Wnt signaling in crypt intestinal stem cells. The Wnt target gene and transmembrane receptor Lgr5, is a stem cell marker for cycling crypt base columnar cells (CBCs). CBCs may either self-renew or give rise to specialized absorptive and secretory cell types. CBCs generate rapidly proliferating transit amplifying (TA) cells that move upwards from the crypt base before differentiating into specialized cell lineages. Usually located at the +4 position from the crypt base, label-retaining cells (LRCs) are slow cycling, quiescent stem cells. Active Wnt signaling stimulates crypt stem cell proliferation. Crypt stem cells receive Wnt3 signals from neighboring daughter Paneth cells.
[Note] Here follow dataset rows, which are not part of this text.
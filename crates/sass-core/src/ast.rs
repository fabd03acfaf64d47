//! The Sass abstract syntax tree produced by the parser and consumed by
//! the evaluator.
//!
//! Mirrors the teacher's CSS AST shape (a tree of statement nodes, each
//! carrying a span) generalized with Sass's extra statement and
//! expression variants: variables, control flow, mixins/functions,
//! interpolation. Every node that can anchor a diagnostic or a source-map
//! segment carries a [`Span`].

use std::rc::Rc;

use crate::error::Span;
use crate::value::number::SassNumber;
use crate::value::ListSeparator;

/// A parsed stylesheet: an ordered list of top-level statements plus the
/// syntax it was parsed with (affects nothing at evaluation time beyond
/// having already been resolved into this same tree shape).
#[derive(Debug, Clone)]
pub struct Stylesheet {
    pub statements: Vec<Statement>,
    pub span: Span,
}

/// One fragment of an interpolated piece of text: either literal source
/// text or an expression hole (`#{...}`).
#[derive(Debug, Clone)]
pub enum InterpolationPart {
    Literal(String),
    Expr(Expression),
}

/// A sequence alternating string fragments and expression holes. "Plain"
/// (per the specification's glossary) when it has no holes at all.
#[derive(Debug, Clone, Default)]
pub struct Interpolation {
    pub parts: Vec<InterpolationPart>,
    pub span: Option<Span>,
}

impl Interpolation {
    #[must_use]
    pub fn plain(text: impl Into<String>, span: Span) -> Self {
        Self {
            parts: vec![InterpolationPart::Literal(text.into())],
            span: Some(span),
        }
    }

    #[must_use]
    pub fn is_plain(&self) -> bool {
        self.parts.iter().all(|p| matches!(p, InterpolationPart::Literal(_)))
    }

    /// The concatenated literal text, valid only when [`is_plain`] holds.
    #[must_use]
    pub fn as_plain_text(&self) -> Option<String> {
        self.is_plain().then(|| {
            self.parts
                .iter()
                .map(|p| match p {
                    InterpolationPart::Literal(s) => s.as_str(),
                    InterpolationPart::Expr(_) => unreachable!("checked by is_plain"),
                })
                .collect()
        })
    }
}

/// An argument passed positionally or by name in a call or `@include`.
#[derive(Debug, Clone)]
pub struct Argument {
    pub name: Option<String>,
    pub value: Expression,
    /// `...` spread/rest marker, e.g. `@include foo($args...)`.
    pub is_rest: bool,
}

/// The argument list of a call or `@include`/`@mixin`/`@function` header.
#[derive(Debug, Clone)]
pub struct ArgumentInvocation {
    pub positional: Vec<Argument>,
    pub span: Span,
}

/// One formal parameter in a `@mixin`/`@function` signature:
/// `$name: default` or `$name...`.
#[derive(Debug, Clone)]
pub struct Parameter {
    pub name: String,
    pub default: Option<Expression>,
    pub is_rest: bool,
}

#[derive(Debug, Clone, Default)]
pub struct ParameterList {
    pub params: Vec<Parameter>,
}

/// An expression, as parsed by the precedence climber in §4.1.
#[derive(Debug, Clone)]
pub enum Expression {
    Number {
        number: SassNumber,
        span: Span,
    },
    Color {
        hex_or_name: String,
        span: Span,
    },
    String {
        text: Interpolation,
        quoted: bool,
        span: Span,
    },
    Boolean(bool),
    Null,
    Interpolation(Interpolation),
    Variable {
        name: String,
        namespace: Option<String>,
        span: Span,
    },
    FunctionRef {
        name: String,
        namespace: Option<String>,
        span: Span,
    },
    Call {
        name: String,
        namespace: Option<String>,
        args: ArgumentInvocation,
        span: Span,
    },
    /// `if(cond, if_true, if_false)` — parsed as a dedicated node because
    /// it lazily evaluates its branches, unlike an ordinary function call.
    If {
        condition: Box<Expression>,
        if_true: Box<Expression>,
        if_false: Box<Expression>,
        span: Span,
    },
    List {
        elements: Vec<Expression>,
        separator: ListSeparator,
        bracketed: bool,
        span: Span,
    },
    Map {
        entries: Vec<(Expression, Expression)>,
        span: Span,
    },
    Paren(Box<Expression>),
    Unary {
        op: UnaryOp,
        operand: Box<Expression>,
        span: Span,
    },
    Binary {
        op: BinaryOp,
        left: Box<Expression>,
        right: Box<Expression>,
        /// Set when the parser saw two numeric literals on either side of
        /// `/`: the evaluator decides at run time whether this means
        /// division or slash-separation, per §4.1/§4.2.
        maybe_slash: bool,
        span: Span,
    },
    /// `&` — refers to the current parent selector stack.
    ParentSelector(Span),
    /// A first-class selector produced by `selector.nest` etc. is just a
    /// string at the AST level; this variant exists for completeness of
    /// the `&` expression described in §3.1 and is otherwise unused.
    Supports(Box<SupportsCondition>),
}

#[derive(Debug, Clone, Copy, PartialEq, Eq)]
pub enum UnaryOp {
    Plus,
    Minus,
    Not,
    /// Slash as a unary, e.g. leading-slash division context markers; kept
    /// distinct from [`BinaryOp::Div`] per §4.2's note that unary and
    /// binary `-`/`/` are resolved by the parser, not the evaluator.
    Slash,
}

#[derive(Debug, Clone, Copy, PartialEq, Eq)]
pub enum BinaryOp {
    Or,
    And,
    Eq,
    Neq,
    Lt,
    Lte,
    Gt,
    Gte,
    Add,
    Sub,
    Mul,
    Div,
    Rem,
}

/// A parsed `@supports` condition tree (`(feature: value)`, `not (...)`,
/// `... and ...`, `... or ...`, and a declaration check).
#[derive(Debug, Clone)]
pub enum SupportsCondition {
    Declaration { name: Interpolation, value: Interpolation },
    Negation(Box<SupportsCondition>),
    Operation {
        left: Box<SupportsCondition>,
        op: SupportsOp,
        right: Box<SupportsCondition>,
    },
    Interpolation(Interpolation),
    Raw(Interpolation),
}

#[derive(Debug, Clone, Copy, PartialEq, Eq)]
pub enum SupportsOp {
    And,
    Or,
}

/// One `(feature: #{$x})`-style condition or bare type/modifier token
/// within a media query.
#[derive(Debug, Clone)]
pub struct MediaFeature {
    pub name: Interpolation,
    pub value: Option<Interpolation>,
}

#[derive(Debug, Clone, Copy, PartialEq, Eq)]
pub enum MediaModifier {
    Not,
    Only,
}

/// One comma-separated entry of a `@media` prelude.
#[derive(Debug, Clone, Default)]
pub struct MediaQuery {
    pub modifier: Option<MediaModifier>,
    pub media_type: Option<Interpolation>,
    pub features: Vec<MediaFeature>,
}

#[derive(Debug, Clone, Default)]
pub struct MediaQueryList {
    pub queries: Vec<MediaQuery>,
}

/// The `(with: ...)`/`(without: ...)` clause of `@at-root`.
#[derive(Debug, Clone)]
pub enum AtRootQuery {
    /// No query: the default `@at-root`, equivalent to `(without: rule)`.
    Default,
    With(Vec<String>),
    Without(Vec<String>),
}

/// What an `@each` loop destructures its iteration value into.
#[derive(Debug, Clone)]
pub struct EachVars {
    pub names: Vec<String>,
}

/// One `@if`/`@else if`/`@else` arm.
#[derive(Debug, Clone)]
pub struct IfClause {
    /// `None` for a plain trailing `@else`.
    pub condition: Option<Expression>,
    pub body: Vec<Statement>,
}

/// A top-level or nested statement, per §3.1.
#[derive(Debug, Clone)]
pub enum Statement {
    VariableDecl {
        name: String,
        namespace: Option<String>,
        value: Expression,
        is_default: bool,
        is_global: bool,
        span: Span,
    },
    StyleRule {
        selector: Interpolation,
        body: Vec<Statement>,
        span: Span,
    },
    Declaration {
        name: Interpolation,
        /// Present unless this declaration exists only to hold nested
        /// declarations (`font: { size: 1em }`).
        value: Option<Expression>,
        body: Vec<Statement>,
        span: Span,
    },
    /// A `--custom-property` declaration, whose value is a raw token
    /// stream rather than a parsed expression (§4.1 "custom properties").
    CustomProperty {
        name: Interpolation,
        value: Interpolation,
        span: Span,
    },
    If {
        clauses: Vec<IfClause>,
        span: Span,
    },
    Each {
        vars: EachVars,
        list: Expression,
        body: Vec<Statement>,
        span: Span,
    },
    For {
        variable: String,
        from: Expression,
        to: Expression,
        inclusive: bool,
        body: Vec<Statement>,
        span: Span,
    },
    While {
        condition: Expression,
        body: Vec<Statement>,
        span: Span,
    },
    Return {
        value: Expression,
        span: Span,
    },
    Warn {
        value: Expression,
        span: Span,
    },
    Debug {
        value: Expression,
        span: Span,
    },
    Error {
        value: Expression,
        span: Span,
    },
    AtRoot {
        query: AtRootQuery,
        body: Vec<Statement>,
        span: Span,
    },
    Extend {
        selector: Interpolation,
        is_optional: bool,
        span: Span,
    },
    Use {
        url: String,
        namespace: Option<UseNamespace>,
        configuration: Vec<(String, Expression)>,
        span: Span,
    },
    Forward {
        url: String,
        prefix: Option<String>,
        visibility: ForwardVisibility,
        configuration: Vec<(String, Expression)>,
        span: Span,
    },
    Import {
        /// One `@import` rule can comma-list several targets.
        targets: Vec<ImportTarget>,
        span: Span,
    },
    Include {
        name: String,
        namespace: Option<String>,
        args: ArgumentInvocation,
        content_params: Option<ParameterList>,
        content: Option<Rc<Vec<Statement>>>,
        span: Span,
    },
    Function {
        name: String,
        params: ParameterList,
        body: Vec<Statement>,
        span: Span,
    },
    Mixin {
        name: String,
        params: ParameterList,
        body: Vec<Statement>,
        accepts_content: bool,
        span: Span,
    },
    Content {
        args: ArgumentInvocation,
        span: Span,
    },
    Media {
        query: Interpolation,
        body: Vec<Statement>,
        span: Span,
    },
    Supports {
        condition: SupportsCondition,
        body: Vec<Statement>,
        span: Span,
    },
    Keyframes {
        name: Interpolation,
        vendor_prefix: Option<String>,
        body: Vec<KeyframeBlock>,
        span: Span,
    },
    /// An at-rule the parser doesn't special-case (`@font-face`, `@page`,
    /// vendor-specific rules, ...): prelude kept as raw interpolation, body
    /// either a nested statement list or absent (bare `;`-terminated).
    UnknownAtRule {
        name: String,
        prelude: Interpolation,
        body: Option<Vec<Statement>>,
        span: Span,
    },
    LoudComment {
        text: String,
        span: Span,
    },
    SilentComment {
        text: String,
        span: Span,
    },
}

#[derive(Debug, Clone)]
pub struct KeyframeBlock {
    /// Raw selector text: `from`, `to`, or a percentage, comma-separated.
    pub selectors: Vec<String>,
    pub body: Vec<Statement>,
    pub span: Span,
}

#[derive(Debug, Clone)]
pub enum UseNamespace {
    Named(String),
    /// `as *` — members are merged into the using module's global
    /// namespace rather than prefixed.
    Star,
}

#[derive(Debug, Clone)]
pub enum ForwardVisibility {
    All,
    /// `show a, b` — only the listed names are forwarded.
    Show(Vec<String>),
    /// `hide a, b` — everything except the listed names is forwarded.
    Hide(Vec<String>),
}

#[derive(Debug, Clone)]
pub struct ImportTarget {
    pub url: String,
    pub span: Span,
}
These signals play a role in Paneth cell induction and maturation, as well as Lgr5 stem cell growth efficiency. Interestingly, Farin et al demonstrated Wnt3 was dispersible for the maintenance of ISCs in vivo, suggesting the redundancy of Wnt signals from other sources in ISC homeostasis. As such, Foxl1-expressing mesenchymal cells have been identified as an essential source of Wnt2b, Wnt4, Wnt5a, and Wnt-activating Rspo3 within the intestinal stem cell niche. Aoki and colleagues demonstrated that diphtheria toxin-mediated loss of Foxl1 cells resulted in the shortening of the intestine as well as decreased epithelial cell proliferation, villi length, and crypt depth.

Figure 8

Aberrant activation of Wnt signaling in cancer. Wnt signaling plays numerous roles in normal development. The canonical pathway is vital for inducing cell proliferation, differentiation, and maturation, as well as proper body-axis specification. The non-canonical pathway is involved in cell polarization and migration. As such, the dysregulations of Wnt can lead to the development of diseases. Above are examples of aberrations to the WNT pathway that have been associated with cancer.